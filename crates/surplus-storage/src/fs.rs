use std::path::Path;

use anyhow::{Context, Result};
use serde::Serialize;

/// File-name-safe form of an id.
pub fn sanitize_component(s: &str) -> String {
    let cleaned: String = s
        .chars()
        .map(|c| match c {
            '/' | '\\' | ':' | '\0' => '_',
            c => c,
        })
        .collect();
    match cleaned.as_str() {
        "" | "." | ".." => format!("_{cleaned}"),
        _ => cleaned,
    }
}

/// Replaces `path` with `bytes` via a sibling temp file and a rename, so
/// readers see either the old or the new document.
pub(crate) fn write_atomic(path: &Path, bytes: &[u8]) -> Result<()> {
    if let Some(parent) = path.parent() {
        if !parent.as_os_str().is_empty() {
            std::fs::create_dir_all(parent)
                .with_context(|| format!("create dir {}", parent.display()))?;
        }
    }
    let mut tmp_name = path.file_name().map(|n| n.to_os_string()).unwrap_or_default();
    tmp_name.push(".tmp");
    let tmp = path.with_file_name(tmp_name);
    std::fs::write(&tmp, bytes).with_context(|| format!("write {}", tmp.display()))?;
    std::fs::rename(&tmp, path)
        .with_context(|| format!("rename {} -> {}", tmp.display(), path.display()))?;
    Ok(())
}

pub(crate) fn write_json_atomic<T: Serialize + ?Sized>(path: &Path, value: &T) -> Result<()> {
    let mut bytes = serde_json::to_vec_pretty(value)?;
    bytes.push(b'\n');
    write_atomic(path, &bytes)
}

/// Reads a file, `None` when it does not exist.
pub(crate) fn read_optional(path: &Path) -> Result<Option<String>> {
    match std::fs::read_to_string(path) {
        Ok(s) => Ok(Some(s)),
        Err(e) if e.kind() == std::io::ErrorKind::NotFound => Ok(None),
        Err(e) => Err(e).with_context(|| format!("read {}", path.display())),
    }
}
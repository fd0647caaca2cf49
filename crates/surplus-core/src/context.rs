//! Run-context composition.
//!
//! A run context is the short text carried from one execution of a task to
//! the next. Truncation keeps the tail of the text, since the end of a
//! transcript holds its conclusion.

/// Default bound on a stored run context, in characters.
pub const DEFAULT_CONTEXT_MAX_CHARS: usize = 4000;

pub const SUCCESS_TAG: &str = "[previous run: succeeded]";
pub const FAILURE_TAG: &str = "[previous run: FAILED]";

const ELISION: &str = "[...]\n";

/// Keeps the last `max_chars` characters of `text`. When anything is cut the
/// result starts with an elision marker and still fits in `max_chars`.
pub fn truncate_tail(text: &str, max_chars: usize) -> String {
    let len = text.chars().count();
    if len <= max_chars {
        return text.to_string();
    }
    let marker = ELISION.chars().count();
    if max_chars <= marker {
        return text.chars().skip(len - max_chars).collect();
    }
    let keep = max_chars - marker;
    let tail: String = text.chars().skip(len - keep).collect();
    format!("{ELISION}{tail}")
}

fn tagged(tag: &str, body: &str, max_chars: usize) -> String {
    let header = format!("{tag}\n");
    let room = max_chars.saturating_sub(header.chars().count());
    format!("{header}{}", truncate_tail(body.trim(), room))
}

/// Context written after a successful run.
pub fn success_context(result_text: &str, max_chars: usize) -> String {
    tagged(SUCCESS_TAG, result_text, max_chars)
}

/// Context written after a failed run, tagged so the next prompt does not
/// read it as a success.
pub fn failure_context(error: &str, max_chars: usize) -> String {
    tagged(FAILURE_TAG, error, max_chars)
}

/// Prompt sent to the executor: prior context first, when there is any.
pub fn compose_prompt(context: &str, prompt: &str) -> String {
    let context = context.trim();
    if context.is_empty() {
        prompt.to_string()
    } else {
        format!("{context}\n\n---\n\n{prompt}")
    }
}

### EXERCISE
Starting at the first entry and ending at the last, reproduce each one exactly.

### ANSWER TO THIS PROBLEM
filename crates/surplus-storage/src/fs.rs
use std::path::Path;

use anyhow::{Context, Result};
use serde::Serialize;

/// File-name-safe form of an id.
pub fn sanitize_component(s: &str) -> String {
    let cleaned: String = s
        .chars()
        .map(|c| match c {
            '/' | '\\' | ':' | '\0' => '_',
            c => c,
        })
        .collect();
    match cleaned.as_str() {
        "" | "." | ".." => format!("_{cleaned}"),
        _ => cleaned,
    }
}

/// Replaces `path` with `bytes` via a sibling temp file and a rename, so
/// readers see either the old or the new document.
pub(crate) fn write_atomic(path: &Path, bytes: &[u8]) -> Result<()> {
    if let Some(parent) = path.parent() {
        if !parent.as_os_str().is_empty() {
            std::fs::create_dir_all(parent)
                .with_context(|| format!("create dir {}", parent.display()))?;
        }
    }
    let mut tmp_name = path.file_name().map(|n| n.to_os_string()).unwrap_or_default();
    tmp_name.push(".tmp");
    let tmp = path.with_file_name(tmp_name);
    std::fs::write(&tmp, bytes).with_context(|| format!("write {}", tmp.display()))?;
    std::fs::rename(&tmp, path)
        .with_context(|| format!("rename {} -> {}", tmp.display(), path.display()))?;
    Ok(())
}

pub(crate) fn write_json_atomic<T: Serialize + ?Sized>(path: &Path, value: &T) -> Result<()> {
    let mut bytes = serde_json::to_vec_pretty(value)?;
    bytes.push(b'\n');
    write_atomic(path, &bytes)
}

/// Reads a file, `None` when it does not exist.
pub(crate) fn read_optional(path: &Path) -> Result<Option<String>> {
    match std::fs::read_to_string(path) {
        Ok(s) => Ok(Some(s)),
        Err(e) if e.kind() == std::io::ErrorKind::NotFound => Ok(None),
        Err(e) => Err(e).with_context(|| format!("read {}", path.display())),
    }
}
repository fd0647caaca2cf49
filename crates/surplus-core/src/context.rs
//! Run-context composition.
//!
//! A run context is the short text carried from one execution of a task to
//! the next. Truncation keeps the tail of the text, since the end of a
//! transcript holds its conclusion.

/// Default bound on a stored run context, in characters.
pub const DEFAULT_CONTEXT_MAX_CHARS: usize = 4000;

pub const SUCCESS_TAG: &str = "[previous run: succeeded]";
pub const FAILURE_TAG: &str = "[previous run: FAILED]";

const ELISION: &str = "[...]\n";

/// Keeps the last `max_chars` characters of `text`. When anything is cut the
/// result starts with an elision marker and still fits in `max_chars`.
pub fn truncate_tail(text: &str, max_chars: usize) -> String {
    let len = text.chars().count();
    if len <= max_chars {
        return text.to_string();
    }
    let marker = ELISION.chars().count();
    if max_chars <= marker {
        return text.chars().skip(len - max_chars).collect();
    }
    let keep = max_chars - marker;
    let tail: String = text.chars().skip(len - keep).collect();
    format!("{ELISION}{tail}")
}

fn tagged(tag: &str, body: &str, max_chars: usize) -> String {
    let header = format!("{tag}\n");
    let room = max_chars.saturating_sub(header.chars().count());
    format!("{header}{}", truncate_tail(body.trim(), room))
}

/// Context written after a successful run.
pub fn success_context(result_text: &str, max_chars: usize) -> String {
    tagged(SUCCESS_TAG, result_text, max_chars)
}

/// Context written after a failed run, tagged so the next prompt does not
/// read it as a success.
pub fn failure_context(error: &str, max_chars: usize) -> String {
    tagged(FAILURE_TAG, error, max_chars)
}

/// Prompt sent to the executor: prior context first, when there is any.
pub fn compose_prompt(context: &str, prompt: &str) -> String {
    let context = context.trim();
    if context.is_empty() {
        prompt.to_string()
    } else {
        format!("{context}\n\n---\n\n{prompt}")
    }
}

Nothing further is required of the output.